Solutions to Poker Bot Exploitability
So, therefore, what is the remedy? There is none. Not exactly. However, there are several methods – either alone, or together — to reduce the possibility of exploitation.
- CFR and associated algorithms: Counterfactual Regret Minimization and numerous variations of this type, including CFR+ (Counterfactual Regret Minimization +), DCFR+ (Deep Counterfactual Regret Minimization +), and Deep CFR (Deep Counterfactual Regret Minimization)–These are the basis of most AI poker strategies. These are iterative learning systems that allow the AI to repeatedly play itself until its regret decreases to zero. Nonetheless, CFR-type algorithms require millions — and in most cases, billions — of iterations to approach a minimization of exploitability.
- Safe Sub-Game Solving: This was the area in which the bots Libratus and DeepStack were successful. They did not rely upon their plans. At each level of the tree, they calculated, refined, and bound their risks. “Do not create a strategy that is more exploitable than your baseline” — is a motto of safe AI poker.
- Discipline in Randomness: Even this is hard.
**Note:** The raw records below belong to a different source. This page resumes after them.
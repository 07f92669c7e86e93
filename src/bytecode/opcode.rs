//! The opcode vocabulary the generator emits (/). A basic block is an
//! ordered instruction list terminated by `Return`, `Branch`, or
//! `ConditionalBranch`; the VM that executes these is out of scope () - this
//! enum only fixes the surface the two sides agree on, serialized bit-exact
//! on opcode name per the external VM's `ToJson` contract.
//!
//! **Stack convention** (a generator-side choice, since the VM itself is
//! unspecified): `Get*`/`Load*` push a value; `Set*` pop their addressing
//! operands *and* the value to store, pushing nothing back. Where an
//! assignment needs to surface the stored value as its own expression result
//! (`=` "return lhs"), the generator `Dup`s before the store rather than
//! relying on `Set*` to re-push.

use std::fmt;

use serde::{Deserialize, Serialize};

pub type BlockId = usize;

/// One IR instruction. Variant names match the opcode vocabulary in
/// verbatim; `#[serde(tag = "op")]` makes that name the wire discriminant.
#[derive(Debug, Clone, PartialEq, Serialize, Deserialize)]
#[serde(tag = "op")]
pub enum Opcode {
    LoadInt { value: i64 },
    LoadFloat { value: f64 },
    LoadBool { value: bool },
    LoadString { value: String },
    LoadNull,
    /// Pushes the enclosing closure/scope frame object ("Identifier emission").
    LoadThis,

    GetLocal { id: u32 },
    SetLocal { id: u32 },
    /// Reserves `count` local slots; the first instruction of every prologue block.
    InitLocal { count: u32 },

    /// Pops `key`, `obj`; pushes `obj[key]` (field/member read).
    GetField,
    /// Pops `key`, `obj`, `value`; stores `obj[key] = value`. Pushes nothing.
    SetField,
    /// Pops `index`, `obj`; pushes the element. A post-pass lowers this into a
    /// `CallField` on `__get__` ("GetArrayElement, SetArrayElement").
    GetArrayElement,
    /// Pops `index`, `obj`, `value`; stores the element. Pushes nothing.
    /// Lowered the same way, onto `__set__`.
    SetArrayElement,

    GetArgument { index: u32 },

    Add,
    Sub,
    Mul,
    Div,
    Mod,
    Pow,
    /// Fast-path integer add/sub, chosen by the generator when both operand
    /// types are known to be integers at compile time (mirrors `binary_arith`'s
    /// `both_int` branch in the tree-walker).
    IntAdd,
    IntSub,

    TestEq,
    TestNe,
    TestLt,
    TestLe,
    TestGt,
    TestGe,

    And,
    Or,
    Not,
    /// Pops a value, pushes its boolean coercion; used ahead of
    /// `ConditionalBranch`, which always consumes a `Bool`.
    CastToBool,
    /// Pops a value, pushes its `typeid` (an int). Structural, not
    /// extension-dispatched, so it gets its own opcode rather than a
    /// `CallField` on a method no type is required to implement.
    TypeId,
    /// Pops a pointer, pushes the pointee (unary `*`). `Unsupported` at
    /// runtime on a null pointer, same as the tree-walker.
    Dereference,

    Dup,
    Pop,
    /// Swaps the top two stack elements.
    Rotate2,
    /// Cyclically rotates the top three stack elements so the element three
    /// from the top becomes the new top (`[a, b, c] -> [b, c, a]`, `c` was top).
    Rotate3,
    /// Reverses the order of the top `count` stack elements.
    RotateReverse { count: u32 },

    /// Pops `argc` arguments (left-to-right push order, so the last arg is on
    /// top), then the callee; pushes the result.
    Call { argc: u32 },
    /// Pops `argc` arguments, then `key`, then `obj`; calls `obj[key](args)`
    /// and pushes the result ("Arrays / maps" `push_back` calls).
    CallField { argc: u32 },
    /// Pops the return value and exits the function.
    Return,

    Branch { target: BlockId },
    /// Pops a bool; branches to `then_block` if true, `else_block` otherwise.
    ConditionalBranch { then_block: BlockId, else_block: BlockId },
}

impl fmt::Display for Opcode {
    fn fmt(&self, f: &mut fmt::Formatter<'_>) -> fmt::Result {
        // `serde`'s tag name is the canonical spelling ("bit-exact on opcode names").
        match serde_json::to_value(self) {
            Ok(serde_json::Value::Object(map)) => {
                write!(f, "{}", map.get("op").and_then(|v| v.as_str()).unwrap_or("?"))
            }
            _ => write!(f, "?"),
        }
    }
}

impl Opcode {
    /// Whether this opcode unconditionally ends its basic block.
    pub fn is_terminator(&self) -> bool {
        matches!(self, Opcode::Return | Opcode::Branch { .. } | Opcode::ConditionalBranch { .. })
    }
}

#[cfg(test)]
mod tests {
    use super::*;

    #[test]
    fn opcode_json_tag_matches_variant_name() {
        let json = serde_json::to_string(&Opcode::GetLocal { id: 3 }).unwrap();
        assert_eq!(json, r#"{"op":"GetLocal","id":3}"#);
    }

    #[test]
    fn load_null_has_no_payload_fields() {
        let json = serde_json::to_string(&Opcode::LoadNull).unwrap();
        assert_eq!(json, r#"{"op":"LoadNull"}"#);
    }
}
//! Minimal instrumentation seam over function entry/exit and basic-block
//! transitions, with a no-op default so embedding code pays nothing unless
//! it opts into recording.

/// Implemented by embedders that want visibility into evaluation; the
/// default `NoopTracer` costs nothing.
pub trait VmTracer {
    fn on_call_enter(&mut self, _name: &str) {}
    fn on_call_exit(&mut self, _name: &str) {}
    fn on_basic_block_enter(&mut self, _function: &str, _block_id: usize) {}
}

pub struct NoopTracer;
impl VmTracer for NoopTracer {}

/// Records `(function, block_id)` transitions in order, useful in tests that
/// assert on control-flow shape without re-deriving it from the IR.
#[derive(Default)]
pub struct RecordingTracer {
    pub calls: Vec<String>,
    pub blocks: Vec<(String, usize)>,
}

impl VmTracer for RecordingTracer {
    fn on_call_enter(&mut self, name: &str) {
        self.calls.push(format!("enter:{name}"));
    }
    fn on_call_exit(&mut self, name: &str) {
        self.calls.push(format!("exit:{name}"));
    }
    fn on_basic_block_enter(&mut self, function: &str, block_id: usize) {
        self.blocks.push((function.to_string(), block_id));
    }
}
If your pseudo-random number generator (PRNG) is not cryptographically secure, or if your actions occur at a rhythmically repetitive rate, an aware opponent can deconstruct your reasoning. The best bots jitter — in both strategy and speed.
- Ongoing Stress Testing: Periodic LBR testing, adversarial self-play, and injecting random off-tree bets – these are all components of a comprehensive program to test the reliability of a bot. Bots do not grow in isolation — they grow through adversity.
The Continuing Tension
GTO is the goal, exploitation is the sirens song, and lower poker bot exploitability is the life jacket. Pure GTO play is invulnerable, but unresponsive — it allows weaker opponents to keep their money. On the contrary, exploitation takes money from sharks, but keeps money for fish intact. So, almost every advanced bot contains a mix of the two approaches: A low-exploitability core, with opportunistic overlays — with the leak continually monitored by the sysop.
Therefore, the tension continues. Each time someone is exploited increases the risk. Because each abstraction represents a reduction in the complexity of the real world. The primary reason for this is that poker — like imperfect information games — never provides clear, immediate, and complete feedback — only noisy, delayed signals.
We continue to ask: How exploitable is this strategy? What are the probabilities of finding this weakness, and who will find it? Am I able to afford the discrepancy? Should I combine this hand classification with that one? Finally, there is a deeper question: How far are we, really, from solving the game?
Perhaps, we are not as close as we thought. But, certainly closer than we were yesterday.